TUNIS: Tunisians expressed tentative hope for the future as they lined up early Sunday to choose their first five-year parliament since they overthrew their dictator in the 2011 revolution that kicked off the Arab Spring.
The past three and a half years have been marked by political turmoil, terrorist attacks and a faltering economy which has brought disillusionment to many over the democratic process, even though Tunisia is widely seen as the country that has the best chance for democracy in the Arab world.
“We are proud to vote. It’s our duty as citizens and I am optimistic,” said Zeinab Turabi, a lawyer in the affluent Tunis neighborhood of Sukra. “If you don’t vote, you’ll get Libya,” he added, referring to the neighboring country which has been taken hostage by violent militias since the downfall of dictator Muammer Gadhafi.
At polling stations in the 27 districts across Tunisia, citizens have a bewildering array of candidates to choose from with more than 50 choices laid out on enormous ballots, though the Islamist Ennahda Party is expected to do well.
The election in this country of 11 million is for the 217 seat parliament and the largest party will get the right to form a government. Presidential elections are in November.
“I came to vote to save my country from many things, primarily terrorism, and then inflation and unemployment,” said Wafaa Masmoudi, a civil servant voting in the Tunis suburb of Carthage.
As recently as Friday, police stormed a house full of suspected militants after a 24-hour standoff, killing five women and a man, all described as “terrorists” by the government.
The Ennahda Party did well immediately after the revolution, though many criticized the Islamists’ turbulent two years in power and they later stepped aside in favor of a transition government ahead of elections.
“I don’t want the same people to stay in power, that is why I came to vote to prevent that from happening,” said Amira Medeb, a bank director who admitted she was afraid for the future.
In the lower income Tunis neighborhood of Yasmina, voters chose to separate themselves into male and female lines while waiting to vote, officials said.
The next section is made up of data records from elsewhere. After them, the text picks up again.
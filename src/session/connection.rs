//! Cheap, clonable handle to a live connection.

use std::fmt;
use std::sync::atomic::{AtomicU64, Ordering};

use crate::codec::MessageCodec;
use crate::error::Result;
use crate::message::Message;
use crate::writer::WriterHandle;

static NEXT_CONNECTION_ID: AtomicU64 = AtomicU64::new(1);

/// Process-unique identifier of an accepted or dialed connection.
#[derive(Debug, Clone, Copy, PartialEq, Eq, Hash, PartialOrd, Ord)]
pub struct ConnectionId(u64);

impl ConnectionId {
    /// Allocate a fresh id.
    pub fn next() -> Self {
        ConnectionId(NEXT_CONNECTION_ID.fetch_add(1, Ordering::Relaxed))
    }

    /// Raw numeric value.
    #[inline]
    pub fn get(self) -> u64 {
        self.0
    }
}

impl fmt::Display for ConnectionId {
    fn fmt(&self, f: &mut fmt::Formatter<'_>) -> fmt::Result {
        write!(f, "conn#{}", self.0)
    }
}

/// Write side of a connection.
///
/// Holds the writer task handle, never the socket itself, so it can be
/// stored in the registry and cloned into any handler.
#[derive(Clone)]
pub struct ConnectionHandle {
    id: ConnectionId,
    writer: WriterHandle,
    codec: MessageCodec,
}

impl ConnectionHandle {
    /// Handle writing through `writer`, encoding with `codec`.
    pub fn new(id: ConnectionId, writer: WriterHandle, codec: MessageCodec) -> Self {
        Self { id, writer, codec }
    }

    #[inline]
    pub fn id(&self) -> ConnectionId {
        self.id
    }

    /// Codec used for frames this side originates.
    #[inline]
    pub fn codec(&self) -> MessageCodec {
        self.codec
    }

    /// Writer task handle behind this connection.
    pub fn writer(&self) -> &WriterHandle {
        &self.writer
    }

    /// Encode a message and queue it on this connection.
    pub async fn send(&self, message: &Message) -> Result<()> {
        let frame = self.codec.encode(message)?;
        tracing::debug!("{} <- {:?}", self.id, message.kind());
        self.writer.send(frame).await
    }

    /// Whether the writer behind this handle has stopped.
    pub fn is_closed(&self) -> bool {
        self.writer.is_closed()
    }
}

impl fmt::Debug for ConnectionHandle {
    fn fmt(&self, f: &mut fmt::Formatter<'_>) -> fmt::Result {
        f.debug_struct("ConnectionHandle")
            .field("id", &self.id)
            .field("serializer", &self.codec.serializer())
            .field("pending", &self.writer.pending_count())
            .finish()
    }
}
//! Server side RPC dispatch.

use super::registry::unexpected;
use super::{ConnectionContext, HandlerResult};
use crate::message::Message;

pub(super) async fn invoke(message: Message, ctx: ConnectionContext) -> HandlerResult {
    let request = match message {
        Message::RpcRequest(request) => request,
        other => return Err(unexpected(other.kind())),
    };

    tracing::debug!(
        "{}: rpc {} {}.{}",
        ctx.connection_id(),
        request.call_id,
        request.interface_name,
        request.method_name
    );
    let response = ctx.services().dispatch(&request);
    ctx.respond(&Message::RpcResponse(response)).await
}
//! Direct and group messages.
//!
//! The sender is always the identity bound to the connection; the `from`
//! field a client writes is not trusted.

use super::reasons::{NOT_LOGGED_IN, NO_SUCH_GROUP, TARGET_OFFLINE};
use super::registry::unexpected;
use super::{ConnectionContext, HandlerResult};
use crate::message::{ChatResponse, GroupChatResponse, Message};

/// Forward a direct message to its recipient.
pub(super) async fn direct(message: Message, ctx: ConnectionContext) -> HandlerResult {
    let request = match message {
        Message::ChatRequest(request) => request,
        other => return Err(unexpected(other.kind())),
    };
    let Some(from) = ctx.identity() else {
        return ctx
            .respond(&Message::ChatResponse(ChatResponse::failed(NOT_LOGGED_IN)))
            .await;
    };

    let offline = Message::ChatResponse(ChatResponse::failed(TARGET_OFFLINE));
    let Some(target) = ctx.registry().lookup(&request.to) else {
        return ctx.respond(&offline).await;
    };

    let forwarded = Message::ChatResponse(ChatResponse::delivered(from, request.content));
    if let Err(e) = ctx.send_to(&target, &forwarded).await {
        // Bound but its writer already stopped
        tracing::debug!("{}: delivery to {} failed: {}", ctx.connection_id(), request.to, e);
        return ctx.respond(&offline).await;
    }
    Ok(())
}

/// Fan a message out to every online member of a group but the sender.
pub(super) async fn group(message: Message, ctx: ConnectionContext) -> HandlerResult {
    let request = match message {
        Message::GroupChatRequest(request) => request,
        other => return Err(unexpected(other.kind())),
    };
    let Some(from) = ctx.identity() else {
        return ctx
            .respond(&Message::GroupChatResponse(GroupChatResponse::failed(
                NOT_LOGGED_IN,
            )))
            .await;
    };

    let Some(members) = ctx.registry().member_connections(&request.group) else {
        return ctx
            .respond(&Message::GroupChatResponse(GroupChatResponse::failed(
                NO_SUCH_GROUP,
            )))
            .await;
    };

    let forwarded = Message::GroupChatResponse(GroupChatResponse::delivered(
        from.as_str(),
        request.group.as_str(),
        request.content.as_str(),
    ));
    for (member, connection) in members {
        let Some(connection) = connection else {
            continue;
        };
        if member == from || connection.id() == ctx.connection_id() {
            continue;
        }
        if let Err(e) = ctx.send_to(&connection, &forwarded).await {
            tracing::debug!("group {}: delivery to {} failed: {}", request.group, member, e);
        }
    }
    Ok(())
}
“We wanted this separation because it is not logical for men and women to be mixed in the same line, we must respect each other,” said Mohammed Saleh Mellouli, a middle-aged man with a beard. He cited the economy as his main concern in the election.
Despite Sunday being a weekend in Tunisia, people woke early to vote, citing the five hour long lines in 2011.
“The last three years have been really bad, but we’re hoping it will get better,” said Mehdi Omar, a taxi driver, his finger stained blue from the indelible ink used to mark voters.